We can use the SHOW
keyword to get config information about the database.
SHOW data_directory;
From the folder that is shown, we can see our data is stored inside of a folder called base
.
SELECT oid, datname FROM pg_database;
This will show us idea numbers and database names in a table where the oid
matches the folders from that previously found base
folder.
All the files inside the correlating folder for our database is where our data is stored.
SELECT * FROM pg_class;
The above statement will give back oid
relating to a relfile
which gives us an idea of where information is stored. They each represent individual objects in our database.
If we find the oid
that matches our users
table, then we know that file contains all of our users
table.
Word | Definition |
---|---|
Heap (or heap file) | File that contains all the data (rows) of our table |
Tuple (or item) | Individual row from the table |
Block (or page) | The heap file is divided into many different 'blocks' or 'pages'. Each page/block stores some number of rows. |
Each block has information about the block, then after is the pointers for each data stored within the block eg. item 1, 2, etc. After is some free space, then at the end is the data for the tuple items.
There is a database page layout that tells more about this.
This lesson uses the hex editor extension in VSCode to demonstrate the files.

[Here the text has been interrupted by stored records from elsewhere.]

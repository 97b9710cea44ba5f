//! Error taxonomy for the materialization pipeline.
//!
//! Every stage reports failures through its own error enum. They are all
//! folded into [`MaterializeError`], which is what a worker run returns:
//!
//! - [`AssignmentError`]: the worker identity has no path, or the runtime disagrees about it
//! - [`ReadError`]: the assigned path cannot be resolved, opened or decoded
//! - [`MappingError`]: a column rename produced an invalid batch
//! - [`ConversionError`]: a value cannot be coerced to its declared type
//! - [`ConfigError`]: the mini-batch size setting or a job file is invalid
//!
//! Provider failures are carried as [`MaterializeError::ProviderWrite`].
//! None of these are recovered locally; the caller decides what to do with a
//! failed worker.

use crate::dataflow::RunState;
use crate::provider::ProviderError;
use crate::schema::ValueType;
use arrow::datatypes::DataType;
use arrow::error::ArrowError;
use std::path::PathBuf;
use thiserror::Error;

/// Coarse classification of a [`MaterializeError`].
#[derive(Debug, Clone, Copy, PartialEq, Eq, Hash)]
pub enum ErrorKind {
    Assignment,
    Read,
    Mapping,
    Conversion,
    Configuration,
    ProviderWrite,
    State,
}

/// The worker could not be matched to its input path.
#[derive(Debug, Error)]
pub enum AssignmentError {
    #[error("worker {index} has no assigned path ({len} paths configured)")]
    OutOfRange { index: usize, len: usize },

    #[error("runtime worker index {runtime} does not match the worker identity {constructed}")]
    IdentityMismatch { constructed: usize, runtime: usize },

    #[error("runtime reports {worker_count} workers but {paths} paths are configured")]
    WorkerCountMismatch { worker_count: usize, paths: usize },
}

/// Reading columnar batches from a path failed.
#[derive(Debug, Error)]
pub enum ReadError {
    #[error("cannot resolve {path}: {source}")]
    Resolve {
        path: String,
        #[source]
        source: std::io::Error,
    },

    #[error("invalid glob pattern {pattern}: {message}")]
    Glob { pattern: String, message: String },

    #[error("no parquet fragments found at {path}")]
    NoFragments { path: String },

    #[error("cannot open {}: {source}", path.display())]
    Open {
        path: PathBuf,
        #[source]
        source: std::io::Error,
    },

    #[error("cannot read parquet metadata of {}: {source}", path.display())]
    Parquet {
        path: PathBuf,
        #[source]
        source: parquet::errors::ParquetError,
    },

    #[error("cannot decode record batch from {}: {source}", path.display())]
    Decode {
        path: PathBuf,
        #[source]
        source: ArrowError,
    },
}

/// Renaming columns produced an invalid batch.
#[derive(Debug, Error)]
pub enum MappingError {
    #[error("field mapping produces duplicate column {column}")]
    DuplicateColumn { column: String },

    #[error("cannot rebuild renamed batch: {0}")]
    Arrow(#[from] ArrowError),
}

/// A columnar batch could not be turned into feature rows.
#[derive(Debug, Error)]
pub enum ConversionError {
    #[error("column {column} is missing from the batch")]
    MissingColumn { column: String },

    #[error("column {column} cannot be coerced to {value_type}: {source}")]
    Coerce {
        column: String,
        value_type: ValueType,
        #[source]
        source: ArrowError,
    },

    #[error("column {column} has type {data_type}, expected a list for {value_type}")]
    NotAList {
        column: String,
        value_type: ValueType,
        data_type: DataType,
    },

    #[error("column {column} row {row}: list elements cannot be null for {value_type}")]
    NullListElement {
        column: String,
        row: usize,
        value_type: ValueType,
    },

    #[error("column {column} has type {data_type}, which is not a timestamp")]
    UnsupportedTimestamp { column: String, data_type: DataType },

    #[error("column {column} row {row}: timestamp is out of range")]
    InvalidTimestamp { column: String, row: usize },

    #[error("column {column} row {row}: event timestamp is null")]
    NullEventTimestamp { column: String, row: usize },
}

/// Invalid configuration, detected when it is first used.
#[derive(Debug, Error)]
pub enum ConfigError {
    #[error("mini-batch size must be a positive integer, got {value:?}")]
    InvalidMiniBatchSize { value: String },

    #[error("feature view {view} is invalid: {reason}")]
    InvalidFeatureView { view: String, reason: String },

    #[error("cannot read job file {}: {source}", path.display())]
    ReadJob {
        path: PathBuf,
        #[source]
        source: std::io::Error,
    },

    #[error("cannot parse job file {}: {source}", path.display())]
    ParseJob {
        path: PathBuf,
        #[source]
        source: serde_json::Error,
    },
}

/// Error returned by a worker run.
#[derive(Debug, Error)]
pub enum MaterializeError {
    #[error(transparent)]
    Assignment(#[from] AssignmentError),

    #[error(transparent)]
    Read(#[from] ReadError),

    #[error(transparent)]
    Mapping(#[from] MappingError),

    #[error(transparent)]
    Conversion(#[from] ConversionError),

    #[error(transparent)]
    Config(#[from] ConfigError),

    #[error(
        "online write of mini-batch {mini_batch} for feature view {view} failed \
         ({rows_acknowledged} rows acknowledged before it): {source}"
    )]
    ProviderWrite {
        view: String,
        mini_batch: usize,
        rows_acknowledged: u64,
        #[source]
        source: ProviderError,
    },

    #[error("{path}, batch {batch}: {source}")]
    Batch {
        path: String,
        batch: usize,
        #[source]
        source: Box<MaterializeError>,
    },

    #[error("dataflow cannot run again from state {0:?}")]
    AlreadyRun(RunState),
}

impl MaterializeError {
    /// Classify the error, looking through batch context.
    #[must_use]
    pub fn kind(&self) -> ErrorKind {
        match self {
            Self::Assignment(_) => ErrorKind::Assignment,
            Self::Read(_) => ErrorKind::Read,
            Self::Mapping(_) => ErrorKind::Mapping,
            Self::Conversion(_) => ErrorKind::Conversion,
            Self::Config(_) => ErrorKind::Configuration,
            Self::ProviderWrite { .. } => ErrorKind::ProviderWrite,
            Self::Batch { source, .. } => source.kind(),
            Self::AlreadyRun(_) => ErrorKind::State,
        }
    }

    /// Attach the path and batch index the error occurred at.
    #[must_use]
    pub fn at_batch(self, path: &str, batch: usize) -> Self {
        Self::Batch {
            path: path.to_string(),
            batch,
            source: Box::new(self),
        }
    }

    /// The innermost error, with batch context removed.
    #[must_use]
    pub fn root(&self) -> &Self {
        match self {
            Self::Batch { source, .. } => source.root(),
            other => other,
        }
    }
}

pub type Result<T, E = MaterializeError> = std::result::Result<T, E>;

An overview of the page layout:
Item | Description |
---|---|
PageHeaderData | 20 bytes long. Contains general information about the page, including free space pointers. |
ItemIdData | Array of (offset,length) pairs pointing to the actual items. 4 bytes per item. |
Free space | The unallocated space. New item pointers are allocated from the start of this area, new items from the end. |
Items | The actual items themselves. |
Special space | Index access method specific data. Different methods store different data. Empty in ordinary tables. |
Within the PageHeaderData
is the following layout:
Field | Type | Length | Description |
---|---|---|---|
pd_lsn | XLogRecPtr | 8 bytes | LSN: next byte after last byte of xlog record for last change to this page |
pd_tli | TimeLineID | 4 bytes | TLI of last change |
pd_lower | LocationIndex | 2 bytes | Offset to start of free space |
pd_upper | LocationIndex | 2 bytes | Offset to end of free space |
pd_special | LocationIndex | 2 bytes | Offset to start of special space |
pd_pagesize_version | uint16 | 2 bytes | Page size and layout version number information |
The first important thing to note is that the pd_lower
and pd_upper
fields are the offset to the start and end of the free space.